Artists Irving Bahe, left, and Erica Sykes listen Thursday as Paul Newman
answers a question about his paintings on display at the Primal Image
Gallery in downtown Gallup. All three artists are involved in the downtown
mural project and will be painting their work onto buildings this summer.
[Photo by Jeff Jones/Independent]
By Elizabeth Hardin-Burrola
Staff Writer
GALLUP The Downtown Mural Project promises to change
the look of downtown Gallup by the end of summer.
But for those who are interested in learning what those changes will look
like, the Primal Image Gallery is offering a sneak peek during tonight's
Arts Crawl.
The gallery, at 233 W. Coal Ave., is hosting "The Muralists/History
in the Making," an exhibit of artist work-ups for the Downtown Mural
Project from 7 to 10 p.m. The eight painters who have received the mural
project commissions are scheduled to be at tonight's art show reception,
and they will be available to discuss their projects with the public.
Arts Crawl patrons will be able to view the projected mural designs, as
well as earlier versions of the work, preliminary drawings, and studies
of mural details.
On Thursday, The Independent talked with five of the muralists at Primal
Image as they helped gallery owner Michael Nunes to hang the show.
Andrew Butler
Andrew Butler may have been awarded the most coveted mural topic. Butler's
"The Coal Mining Era," which will be painted on the wall of
the American Bar that faces the Downtown Walkway, was cited by several
other artists as the mural topic they were initially hoping to be assigned.
Butler, a veteran muralist, has created a design that features both the
positive and negative aspects of Gallup's coal mining history. As in many
creative pieces of work, the negative aspects provide dramatic interest.
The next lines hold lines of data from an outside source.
use std::borrow::Borrow;
use std::fmt;

use serde::{Deserialize, Serialize};

/// Identifier of a task in a client's weekly plan.
#[derive(Debug, Clone, Copy, PartialEq, Eq, Hash, PartialOrd, Ord, Serialize, Deserialize)]
#[serde(transparent)]
pub struct TaskId(u32);

impl TaskId {
    #[must_use]
    pub const fn new(id: u32) -> Self {
        Self(id)
    }

    #[must_use]
    pub const fn value(self) -> u32 {
        self.0
    }
}

impl From<u32> for TaskId {
    fn from(value: u32) -> Self {
        Self(value)
    }
}

impl fmt::Display for TaskId {
    fn fmt(&self, f: &mut fmt::Formatter<'_>) -> fmt::Result {
        write!(f, "{}", self.0)
    }
}

/// Identifier of a milestone in the catalog (`m1`, `m2`, ...).
///
/// Not validated against any catalog: any id may be toggled.
#[derive(Debug, Clone, PartialEq, Eq, Hash, PartialOrd, Ord, Serialize, Deserialize)]
#[serde(transparent)]
pub struct MilestoneId(String);

impl MilestoneId {
    #[must_use]
    pub fn new(id: impl Into<String>) -> Self {
        Self(id.into())
    }

    #[must_use]
    pub fn as_str(&self) -> &str {
        &self.0
    }
}

impl From<&str> for MilestoneId {
    fn from(value: &str) -> Self {
        Self::new(value)
    }
}

impl From<String> for MilestoneId {
    fn from(value: String) -> Self {
        Self(value)
    }
}

impl Borrow<str> for MilestoneId {
    fn borrow(&self) -> &str {
        &self.0
    }
}

impl fmt::Display for MilestoneId {
    fn fmt(&self, f: &mut fmt::Formatter<'_>) -> fmt::Result {
        f.write_str(&self.0)
    }
}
Butler has included the 1917 Mentmore fire, which was blamed on Eastern
European miners, tensions between mine owners and union organizers, the
political struggles of Mexican miners, and the controversial downtown
riot.
Butler said he plans to utilize more creative freedom and artistic optical
illusions to provide visual interest to the part of the mural that focuses
on the positive aspects of the coal mining industry.
Paul Newman
Paul Newman is the rookie muralist in the group. He will complete "The
Great Gallup Mural," which will be painted on the east wall of the
City Hall courtyard, just about two years after he enrolled in his first
painting class. A newcomer to Gallup, Newman made a quick impression on
the local art community when his work began to draw attention in Arts
Crawl exhibits.
Newman's mural will focus on five big attractions that put Gallup on the
map back in the 1940s and 50s: the railroad, Route 66, Hollywood film
making, the cowboy culture, and mining. The mural will feature a "mural
within a mural" design element, with the smaller mural scene painted
in a style reminiscent of Depression Era WPA art.
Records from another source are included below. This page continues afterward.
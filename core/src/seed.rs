//! Built-in templates for the client dashboard.
//!
//! The weekly rehab plan, the milestone catalog, and the progression a new
//! dashboard session opens with.

use std::num::NonZeroU32;

use osteo_types::{
    Level, Milestone, MilestoneId, NonEmptyStaticStr, StartingState, TaskId, TaskSeed, Weekday,
};

const TASK_TEMPLATE: [(u32, NonEmptyStaticStr, Weekday); 7] = [
    (1, NonEmptyStaticStr::new("Morning mobility (10 min)"), Weekday::MONDAY),
    (2, NonEmptyStaticStr::new("Breathing reset (5 min)"), Weekday::MONDAY),
    (3, NonEmptyStaticStr::new("Glute activation set"), Weekday::TUESDAY),
    (4, NonEmptyStaticStr::new("Thoracic extension drill"), Weekday::WEDNESDAY),
    (5, NonEmptyStaticStr::new("Walk 20 minutes"), Weekday::THURSDAY),
    (6, NonEmptyStaticStr::new("KB deadlift – light set"), Weekday::FRIDAY),
    (7, NonEmptyStaticStr::new("Evening stretch (8 min)"), Weekday::SATURDAY),
];

const MILESTONE_CATALOG: [(&str, NonEmptyStaticStr); 5] = [
    ("m1", NonEmptyStaticStr::new("Pain < 6/10 for 3 days")),
    ("m2", NonEmptyStaticStr::new("Full morning routine 5×")),
    ("m3", NonEmptyStaticStr::new("First strength session")),
    ("m4", NonEmptyStaticStr::new("Complete weekly check-in")),
    ("m5", NonEmptyStaticStr::new("Return to favourite activity")),
];

const DASHBOARD_LEVEL: NonZeroU32 = NonZeroU32::new(2).unwrap();
const DASHBOARD_XP: u32 = 120;
const DASHBOARD_MILESTONES: [&str; 1] = ["m1"];

#[must_use]
pub fn task_template() -> Vec<TaskSeed> {
    TASK_TEMPLATE
        .iter()
        .map(|&(id, title, day)| TaskSeed::new(TaskId::new(id), title, day))
        .collect()
}

#[must_use]
pub fn milestone_catalog() -> Vec<Milestone> {
    MILESTONE_CATALOG
        .iter()
        .map(|&(id, title)| Milestone::new(id, title))
        .collect()
}

/// Level 2 with 120 XP and the first milestone already reached.
#[must_use]
pub fn dashboard_start() -> StartingState {
    StartingState {
        level: Level::from(DASHBOARD_LEVEL),
        xp: DASHBOARD_XP,
        milestones: DASHBOARD_MILESTONES
            .iter()
            .copied()
            .map(MilestoneId::from)
            .collect(),
    }
}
Although Newman said his mural project has developed smoothly thus far,
he joked that it remains to be seen if he will be able to make it up and
down the scaffolding each day and if he will be able to survive the summer's
heat, sun, wind, and rain.
Rich Sarracino
Eric "Rick" Leon Sarracino said his mural, "Gallup Community
Life," challenged him to rethink his normal approach to design. A
local commercial artist who creates signs and billboards, Sarracino said
he had to retrain his thinking to a less commercial approach.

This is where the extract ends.